● **Data extracts**:
[Start of section]

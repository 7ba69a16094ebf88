use snafu::Snafu;

use crate::launch::{BinHandle, FuncHandle};
use crate::memory::DevicePtr;
use crate::stream::{EventId, StreamId};

pub type Result<T, E = Error> = std::result::Result<T, E>;

#[derive(Debug, Snafu)]
#[snafu(visibility(pub))]
pub enum Error {
    /// Device memory exhausted or allocation rejected.
    #[snafu(display("device allocation of {size} bytes failed: {reason}"))]
    AllocationFailed { size: usize, reason: String },

    /// Address does not belong to any live allocation.
    #[snafu(display("invalid device address {addr}"))]
    InvalidAddress { addr: DevicePtr },

    /// Access runs past the end of the allocation it starts in.
    #[snafu(display("access at {addr} of {size} bytes exceeds allocation of {allocation_size} bytes"))]
    OutOfBounds { addr: DevicePtr, size: usize, allocation_size: usize },

    /// Failed to copy data between host and device.
    #[snafu(display("copy operation failed: {reason}"))]
    CopyFailed { reason: String },

    #[snafu(display("unknown stream {stream}"))]
    UnknownStream { stream: StreamId },

    #[snafu(display("unknown event {event}"))]
    UnknownEvent { event: EventId },

    #[snafu(display("event {event} not reached within {timeout_ms}ms"))]
    EventTimeout { event: EventId, timeout_ms: u64 },

    #[snafu(display("unknown kernel binary handle {handle}"))]
    UnknownBinary { handle: BinHandle },

    #[snafu(display("unknown kernel function handle {handle}"))]
    UnknownFunction { handle: FuncHandle },

    /// Binary registration rejected by the driver.
    #[snafu(display("kernel binary '{key}' rejected: {reason}"))]
    BinaryRejected { key: String, reason: String },

    /// Kernel launch failed.
    #[snafu(display("kernel launch failed: {reason}"))]
    LaunchFailed { reason: String },
}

[End of section]

● **What the task requires**:
Quote the records from their first line to the line with "it starts in.", inclusive, without adding or dropping anything.

● **Result of this task**:
repository 7ba69a16094ebf88
use snafu::Snafu;

use crate::launch::{BinHandle, FuncHandle};
use crate::memory::DevicePtr;
use crate::stream::{EventId, StreamId};

pub type Result<T, E = Error> = std::result::Result<T, E>;

#[derive(Debug, Snafu)]
#[snafu(visibility(pub))]
pub enum Error {
    /// Device memory exhausted or allocation rejected.
    #[snafu(display("device allocation of {size} bytes failed: {reason}"))]
    AllocationFailed { size: usize, reason: String },

    /// Address does not belong to any live allocation.
    #[snafu(display("invalid device address {addr}"))]
    InvalidAddress { addr: DevicePtr },

    /// Access runs past the end of the allocation it starts in.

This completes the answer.